Por tudo isso, é que precisamos comemorar a vitória dessas mulheres no comando das seccionais da OAB, pois elas abrem portas para que outras instituições, entidades, organizações da sociedade civil e espaços governamentais se organizem para que muito mais mulheres cheguem a cargos de comando. É urgente que possamos imprimir a este País, e quiçá ao mundo, um olhar feminista na construção de leis, projetos, ações e decisões judiciais que possam dar conta das demandas e dos direitos que devem alcançar as mulheres na sua totalidade.
Comecei este texto falando da alegria que é ver sancionada uma lei que garanta o mínimo de acolhimento e dignidade durante um julgamento em que a mulher é a vítima; e onde homens – advogados e juízes – julgam sua “conduta” num crime de estupro amplamente noticiado e comprovado.
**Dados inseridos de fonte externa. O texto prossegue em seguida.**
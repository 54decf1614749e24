//! Embedded media engines and the playback session driving them
//!
//! Engines do their decoding and network I/O on background threads and
//! report through [`PlayerEvent`]s and a latest-frame slot. The UI thread only
//! issues commands and reads state through the [`MediaBackend`] trait.

pub mod internal;
pub mod overlay;
pub mod pipe;
pub mod probe;
pub mod session;

pub use session::{format_time, PlaybackPhase, PlaybackSession};

use crate::config::{AppConfig, EngineKind};

/// Transport notifications from an engine, in the order they happened.
#[derive(Debug, Clone, PartialEq)]
pub enum PlayerEvent {
    /// Source opened; duration and levels are now readable
    Ready,
    Play,
    Pause,
    Ended,
    /// Stalled waiting for data
    Waiting,
    /// Enough data to continue after `Waiting`
    CanPlay,
    Error(String),
}

/// A decoded RGB24 frame
#[derive(Debug, Clone, PartialEq)]
pub struct VideoFrame {
    pub width: u32,
    pub height: u32,
    pub data: Vec<u8>,
    /// Presentation time in seconds
    pub time: f64,
}

/// One adaptive-stream variant the engine can be pinned to.
#[derive(Debug, Clone, PartialEq)]
pub struct QualityLevel {
    pub index: i32,
    pub width: u32,
    pub height: u32,
    pub bitrate: u64,
    pub name: String,
}

impl QualityLevel {
    pub fn new(index: i32, width: u32, height: u32, bitrate: u64) -> Self {
        let name = if height > 0 {
            format!("{}p", height)
        } else {
            format!("Level {}", index + 1)
        };
        Self {
            index,
            width,
            height,
            bitrate,
            name,
        }
    }
}

/// Level value meaning "let the engine choose".
pub const AUTO_LEVEL: i32 = -1;

/// Command surface of an embedded player.
pub trait MediaBackend {
    /// Open a new source, dropping whatever was loaded before.
    fn load(&mut self, url: &str);
    fn play(&mut self);
    fn pause(&mut self);
    fn stop(&mut self);
    /// Seek to a fraction (0..=1) of the duration.
    fn seek_to(&mut self, fraction: f64);
    fn set_volume(&mut self, volume: f32);
    fn set_muted(&mut self, muted: bool);
    /// Current position in seconds
    fn current_time(&self) -> f64;
    /// Total length in seconds, `None` for live streams or before ready.
    fn duration(&self) -> Option<f64>;
    /// Variant levels, `None` when the source is not adaptive.
    fn quality_levels(&self) -> Option<Vec<QualityLevel>>;
    fn current_level(&self) -> i32;
    fn set_level(&mut self, level: i32);
    fn poll_events(&mut self) -> Vec<PlayerEvent>;
    /// Latest decoded frame since the last call, if any.
    fn take_frame(&mut self) -> Option<VideoFrame>;
}

/// Build the engine selected in the config.
pub fn create_engine(config: &AppConfig) -> Box<dyn MediaBackend> {
    match config.engine {
        EngineKind::Pipe => Box::new(pipe::PipeEngine::new(pipe::PipeSettings::from_config(config))),
        EngineKind::Internal => {
            if internal::AVAILABLE {
                Box::new(internal::InternalEngine::new(config))
            } else {
                log::warn!("Built-in decoder not compiled in, using the FFmpeg process engine");
                Box::new(pipe::PipeEngine::new(pipe::PipeSettings::from_config(config)))
            }
        }
    }
}
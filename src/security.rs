//! Content-security policy for everything the shell loads
//!
//! The policy string is parsed once into directives. Each load the app makes
//! is checked against the directive for its kind: stream addresses against
//! `media-src`, logos against `img-src`, playlist downloads against
//! `connect-src`. A missing directive falls back to `default-src`; a policy
//! with neither allows the load.
//!
//! The app's own origin (`'self'`) is the local filesystem: `file:` URLs and
//! plain paths.

use std::collections::HashMap;
use std::fmt;

use thiserror::Error;

pub const DEFAULT_POLICY: &str = "default-src 'self'; script-src 'self' 'unsafe-inline' 'unsafe-eval'; worker-src 'self' blob:; style-src 'self' 'unsafe-inline'; img-src 'self' data: https:; media-src * blob: data:; connect-src * blob:;";

#[derive(Debug, Clone, Copy, PartialEq, Eq, Hash)]
pub enum Directive {
    Default,
    Media,
    Img,
    Connect,
}

impl Directive {
    pub fn as_str(&self) -> &'static str {
        match self {
            Directive::Default => "default-src",
            Directive::Media => "media-src",
            Directive::Img => "img-src",
            Directive::Connect => "connect-src",
        }
    }
}

impl fmt::Display for Directive {
    fn fmt(&self, f: &mut fmt::Formatter<'_>) -> fmt::Result {
        f.write_str(self.as_str())
    }
}

#[derive(Debug, Clone, PartialEq, Eq, Error)]
#[error("Refused to load '{url}' because it violates the {directive} directive")]
pub struct Violation {
    pub directive: Directive,
    pub url: String,
}

#[derive(Debug, Clone, PartialEq, Eq)]
enum Source {
    /// `*`
    Wildcard,
    /// `'self'`
    SelfOrigin,
    /// `'none'`
    None,
    /// `https:`, `data:`...
    Scheme(String),
    Host {
        scheme: Option<String>,
        host: String,
        port: Option<String>,
    },
    /// `'unsafe-inline'` and other keywords that do not govern URLs
    Keyword,
}

#[derive(Debug, Clone, Default)]
pub struct ContentSecurityPolicy {
    directives: HashMap<String, Vec<Source>>,
}

impl ContentSecurityPolicy {
    /// Parse a policy header. Unknown tokens are kept as non-matching
    /// keywords; a repeated directive keeps its first occurrence.
    pub fn parse(policy: &str) -> Self {
        let mut directives = HashMap::new();
        for part in policy.split(';') {
            let mut tokens = part.split_whitespace();
            let Some(name) = tokens.next() else { continue };
            let name = name.to_ascii_lowercase();
            if directives.contains_key(&name) {
                log::debug!("Ignoring repeated CSP directive {}", name);
                continue;
            }
            directives.insert(name, tokens.map(parse_source).collect());
        }
        Self { directives }
    }

    pub fn has_directive(&self, name: &str) -> bool {
        self.directives.contains_key(name)
    }

    pub fn allows(&self, directive: Directive, url: &str) -> bool {
        let sources = self
            .directives
            .get(directive.as_str())
            .or_else(|| self.directives.get(Directive::Default.as_str()));
        let Some(sources) = sources else {
            return true;
        };

        let target = Target::parse(url);
        sources.iter().any(|source| source_matches(source, &target))
    }

    pub fn check(&self, directive: Directive, url: &str) -> Result<(), Violation> {
        if self.allows(directive, url) {
            Ok(())
        } else {
            log::warn!("CSP blocked {} load of {}", directive, url);
            Err(Violation {
                directive,
                url: url.to_string(),
            })
        }
    }
}

fn parse_source(token: &str) -> Source {
    let lower = token.to_ascii_lowercase();
    match lower.as_str() {
        "*" => return Source::Wildcard,
        "'self'" => return Source::SelfOrigin,
        "'none'" => return Source::None,
        _ => {}
    }
    if lower.starts_with('\'') {
        return Source::Keyword;
    }
    if let Some(scheme) = lower.strip_suffix(':') {
        if !scheme.is_empty() && scheme.chars().all(is_scheme_char) {
            return Source::Scheme(scheme.to_string());
        }
    }

    let (scheme, rest) = match lower.split_once("://") {
        Some((scheme, rest)) => (Some(scheme.to_string()), rest),
        None => (None, lower.as_str()),
    };
    let authority = rest.split('/').next().unwrap_or(rest);
    let (host, port) = split_port(authority);
    if host.is_empty() {
        return Source::Keyword;
    }
    Source::Host {
        scheme,
        host: host.to_string(),
        port: port.map(str::to_string),
    }
}

fn is_scheme_char(c: char) -> bool {
    c.is_ascii_alphanumeric() || c == '+' || c == '-' || c == '.'
}

fn split_port(authority: &str) -> (&str, Option<&str>) {
    // [::1]:8080
    if let Some(rest) = authority.strip_prefix('[') {
        return match rest.split_once(']') {
            Some((host, tail)) => (host, tail.strip_prefix(':')),
            None => (authority, None),
        };
    }
    match authority.rsplit_once(':') {
        Some((host, port)) => (host, Some(port)),
        None => (authority, None),
    }
}

/// The parts of a requested address the policy looks at.
#[derive(Debug)]
struct Target {
    scheme: String,
    host: String,
    port: Option<String>,
}

impl Target {
    fn parse(url: &str) -> Self {
        let url = url.trim();
        let scheme = match url.split_once(':') {
            // c:\videos is a drive letter, not a scheme
            Some((s, _)) if s.len() > 1 && s.chars().all(is_scheme_char) => s.to_ascii_lowercase(),
            _ => {
                return Self {
                    scheme: "file".to_string(),
                    host: String::new(),
                    port: None,
                }
            }
        };

        let host_part = url
            .split_once("://")
            .map(|(_, rest)| rest)
            .unwrap_or("")
            .split(['/', '?', '#'])
            .next()
            .unwrap_or("");
        let host_part = host_part.rsplit_once('@').map(|(_, h)| h).unwrap_or(host_part);
        let (host, port) = split_port(host_part);

        Self {
            scheme,
            host: host.to_ascii_lowercase(),
            port: port.filter(|p| !p.is_empty()).map(str::to_string),
        }
    }
}

fn source_matches(source: &Source, target: &Target) -> bool {
    match source {
        Source::Wildcard => !matches!(target.scheme.as_str(), "data" | "blob" | "filesystem"),
        Source::SelfOrigin => target.scheme == "file",
        Source::None | Source::Keyword => false,
        Source::Scheme(scheme) => scheme_matches(scheme, &target.scheme),
        Source::Host { scheme, host, port } => {
            if let Some(scheme) = scheme {
                if !scheme_matches(scheme, &target.scheme) {
                    return false;
                }
            } else if !matches!(target.scheme.as_str(), "http" | "https" | "ws" | "wss") {
                return false;
            }
            if !host_matches(host, &target.host) {
                return false;
            }
            match port.as_deref() {
                None => target.port.is_none(),
                Some("*") => true,
                Some(p) => target.port.as_deref() == Some(p),
            }
        }
    }
}

/// `http:` also admits the secure upgrade, as browsers do.
fn scheme_matches(source: &str, target: &str) -> bool {
    source == target || (source == "http" && target == "https") || (source == "ws" && target == "wss")
}

fn host_matches(pattern: &str, host: &str) -> bool {
    match pattern.strip_prefix("*.") {
        Some(suffix) => host
            .strip_suffix(suffix)
            .is_some_and(|sub| sub.len() > 1 && sub.ends_with('.')),
        None => pattern == host,
    }
}

#[cfg(test)]
mod tests {
    use super::*;

    fn policy() -> ContentSecurityPolicy {
        ContentSecurityPolicy::parse(DEFAULT_POLICY)
    }

    #[test]
    fn test_media_src_wildcard_admits_network_streams() {
        let csp = policy();
        assert!(csp.allows(Directive::Media, "http://ky-tv.cc:80/XTV1313XTV/XTV1313XTV/516261.m3u8"));
        assert!(csp.allows(Directive::Media, "https://example.com/live.m3u8"));
        assert!(csp.allows(Directive::Media, "rtmp://example.com/app/stream"));
        assert!(csp.allows(Directive::Media, "data:video/mp4;base64,AAAA"));
        assert!(csp.allows(Directive::Media, "blob:abc"));
    }

    #[test]
    fn test_img_src_rejects_plain_http() {
        let csp = policy();
        assert!(csp.allows(Directive::Img, "https://cdn.example.com/logo.png"));
        assert!(csp.allows(Directive::Img, "data:image/png;base64,AAAA"));
        assert!(csp.allows(Directive::Img, "/home/me/logo.png"));
        assert!(!csp.allows(Directive::Img, "http://cdn.example.com/logo.png"));

        let err = csp.check(Directive::Img, "http://x/logo.png").unwrap_err();
        assert_eq!(err.directive, Directive::Img);
    }

    #[test]
    fn test_connect_src_excludes_data_urls() {
        let csp = policy();
        assert!(csp.allows(Directive::Connect, "https://example.com/list.m3u"));
        assert!(!csp.allows(Directive::Connect, "data:text/plain,hello"));
    }

    #[test]
    fn test_missing_directive_falls_back_to_default_src() {
        let csp = ContentSecurityPolicy::parse("default-src 'self'; img-src https:");
        assert!(!csp.allows(Directive::Media, "http://example.com/a.m3u8"));
        assert!(csp.allows(Directive::Media, "file:///videos/a.mp4"));
        assert!(csp.allows(Directive::Media, "C:\\videos\\a.mp4"));

        let open = ContentSecurityPolicy::parse("");
        assert!(open.allows(Directive::Connect, "http://anything"));
    }

    #[test]
    fn test_host_sources() {
        let csp = ContentSecurityPolicy::parse("media-src https://*.example.com cdn.test:8080; connect-src 'none'");
        assert!(csp.allows(Directive::Media, "https://live.example.com/a.m3u8"));
        assert!(!csp.allows(Directive::Media, "https://example.com/a.m3u8"));
        assert!(!csp.allows(Directive::Media, "http://live.example.com/a.m3u8"));
        assert!(csp.allows(Directive::Media, "http://user:pw@cdn.test:8080/a.ts"));
        assert!(!csp.allows(Directive::Media, "http://cdn.test/a.ts"));
        assert!(!csp.allows(Directive::Connect, "https://example.com"));
    }
}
É mais do que simbólico que a OAB, com suas advogadas atuantes e no comando, seja transformada pela potência dessa força feminista. É educador, é representativo, é encorajador, é promissor!
A Ordem dos Advogados do Brasil – que na sua nomenclatura assim já nos exclui, tal qual a Câmara dos Deputados, da qual faço parte -, foi vanguardista em vários momentos da história do País, mas pecou ao demorar em garantir representação igualitária entre homens e mulheres nos seus espaços. Contudo, pode agora, com a eleição de 2021, dizer que começou um novo tempo. Um tempo em que muito em breve também uma mulher ocupará a presidência da OAB Nacional. Tal qual uma mulher comandou a presidência do País, tal qual mulheres comandarão a presidência da Câmara e do Senado, tal qual outras mais estarão nas presidências das Cortes de Justiça deste imenso Brasil e em todos os espaços onde quisermos estar. Avançaremos e em todos os espaços haveremos de revolucionar normas e conceitos, pois, a frase a seguir não é minha, mas, certamente, haverá licença para este afetuoso empréstimo: a revolução será feminista ou não será!